IRS

June 13, 2014; Politico

It isn’t hard to be exasperated with the never-ending Lois Lerner story. Congressional Republicans like Darrell Issa (R-CA) and Dave Camp (R-MI) have been focused on what Lerner, the former director of tax-exempt organizations at the IRS, knew and didn’t know and how close that information that might creep toward the Obama White House. Congressional Democrats such as Elijah Cummings (D-MD) seem to be at wits’ end with the nearly day-to-day drip of investigations that seem to be focused on minutia rather than the systemic issues revealed by Lerner’s activities.

Issa and Cummings frequently face off over these issues with increasing acrimony as the chair and ranking member of the House Committee on Oversight and Governmental Reform, but that is where the problem and the solution ultimately lie: What kind of real governmental reform needs to be pursued to make sure that some remarkably bad procedures that to our minds must have preceded the Tea Party application timetable get rectified?

The recent investigations have focused on what could be obtained from Lerner’s emails about what she might have been doing leading up to and during the IRS reviews of the Tea Party-related applications. Unless Politico misreported this situation, apparently Lerner and others had a certain storage capacity for emails on their office computers at the Service. When that storage capacity was reached, according to Politico, staff “had to make room by either deleting emails or archiving them on their personal computers.” Apparently, a critical swath of emails to and from Lerner were lost due to a hard drive crash on her personal computer.

Take a look at that paragraph again. If your inbox at the IRS reached its limit, you might have been allowed to move work-related emails from the office computer to your personal laptop. Some of the emails might have been conversations about lunch dates at McCormick and Schmick’s on K Street or who had tickets that evening for a baseball game at Nationals Park, but among them might have been important information about taxpayers, individual or institutional. Who was assigned to sift through to determine whether those personal emails could or should be moved to an employee’s personal computer? How could a tax agency allow office emails to be essentially downloaded to one’s personal computer?

Our sources tell us that the office inbox limit has never been clear. Politico says that the IRS told Congress that IRS computers had an email limit of around 1,800 prior to July 2011, but now can hold about 6,000. That’s irrelevant. To allow official tax conversations conducted on email to be transferred to personal computers is a very dubious policy. Again, our sources tell us that if that policy was allowed—and they didn’t know that it was—they would never have done it, because of the confidentiality of the information involved.

We’ll guess that most of Lerner’s emails could be recovered through recipients’ sources or even from the crashed hard drive. [As this writer discovered in a complete, virus-induced hard drive crash, there are ways of recovering what might seem to be lost and destroyed emails]. But transferring tax-related emails to one’s personal computers is as questionable a policy as one can imagine, if one considers it a policy at all as opposed to simply an unexamined, surprisingly lax administrative practice.

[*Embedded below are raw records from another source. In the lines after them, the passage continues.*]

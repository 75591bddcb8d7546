use std::sync::Arc;
use std::time::{Duration, Instant};

use axum::http::header::{HeaderName, AUTHORIZATION, CONTENT_TYPE};
use axum::routing::{delete, get, post};
use axum::Router;
use tower_http::cors::{Any, CorsLayer};
use tower_http::timeout::TimeoutLayer;
use tower_http::trace::TraceLayer;

use lingua_core::upstream::{Summarizer, Translator};
use lingua_store::{Database, TranslationRepo};
use lingua_telemetry::MetricsRecorder;

use crate::handlers;

/// Server configuration.
pub struct ServerConfig {
    pub port: u16,
    pub request_timeout_secs: u64,
}

impl Default for ServerConfig {
    fn default() -> Self {
        Self {
            port: 9091,
            request_timeout_secs: 300,
        }
    }
}

/// Shared application state passed to Axum handlers.
#[derive(Clone)]
pub struct AppState {
    pub repo: Arc<TranslationRepo>,
    pub translator: Arc<dyn Translator>,
    pub summarizer: Arc<dyn Summarizer>,
    pub metrics: Option<Arc<MetricsRecorder>>,
}

impl AppState {
    pub(crate) fn record_request(&self, endpoint: &str, outcome: &str, started: Instant) {
        if let Some(metrics) = &self.metrics {
            metrics.counter_inc(
                &format!("{endpoint}.requests.total"),
                &[("outcome", outcome)],
                1,
            );
            metrics.histogram_observe(
                "request.duration_ms",
                &[("endpoint", endpoint)],
                started.elapsed().as_secs_f64() * 1000.0,
            );
        }
    }
}

/// Build the Axum router with all routes.
pub fn build_router(state: AppState, request_timeout: Duration) -> Router {
    // Browser clients call the proxy endpoints directly
    let cors = CorsLayer::new()
        .allow_origin(Any)
        .allow_methods(Any)
        .allow_headers([
            AUTHORIZATION,
            CONTENT_TYPE,
            HeaderName::from_static("x-client-info"),
            HeaderName::from_static("apikey"),
        ]);

    Router::new()
        .route("/functions/translate", post(handlers::translate))
        .route(
            "/functions/generate-summary",
            post(handlers::generate_summary),
        )
        .route(
            "/translations",
            get(handlers::list_translations).post(handlers::insert_translation),
        )
        .route("/translations/{id}", delete(handlers::delete_translation))
        .route("/analytics", get(handlers::analytics))
        .route("/health", get(handlers::health))
        .with_state(state)
        .layer(TraceLayer::new_for_http())
        .layer(TimeoutLayer::new(request_timeout))
        .layer(cors)
}

/// Create and start the server. Returns a handle with the bound port.
pub async fn start(
    config: ServerConfig,
    db: Database,
    translator: Arc<dyn Translator>,
    summarizer: Arc<dyn Summarizer>,
    metrics: Option<Arc<MetricsRecorder>>,
) -> Result<ServerHandle, std::io::Error> {
    let state = AppState {
        repo: Arc::new(TranslationRepo::new(db)),
        translator,
        summarizer,
        metrics,
    };

    let router = build_router(state, Duration::from_secs(config.request_timeout_secs));
    let addr = format!("0.0.0.0:{}", config.port);
    let listener = tokio::net::TcpListener::bind(&addr).await?;
    let local_addr = listener.local_addr()?;

    tracing::info!(port = local_addr.port(), "Lingua server started");

    let server_handle = tokio::spawn(async move {
        axum::serve(listener, router).await.ok();
    });

    Ok(ServerHandle {
        port: local_addr.port(),
        _server: server_handle,
    })
}

/// Handle returned by `start()` — keeps the serve task alive.
pub struct ServerHandle {
    pub port: u16,
    _server: tokio::task::JoinHandle<()>,
}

After all of the Lerner issues, perhaps Issa and Cummings might undertake the review of IRS procedures—revealed by the Lerner controversy, but raising fundamental questions of the management of the Service—to make sure that it operates as a tax agency should.

We hear that people in the Service are tired of the Lerner investigation because it focuses on the search for political scandal as opposed to what should be done—correcting the way the IRS operates and funding it so that it has the resources, human and otherwise, to do the jobs it has been assigned to do.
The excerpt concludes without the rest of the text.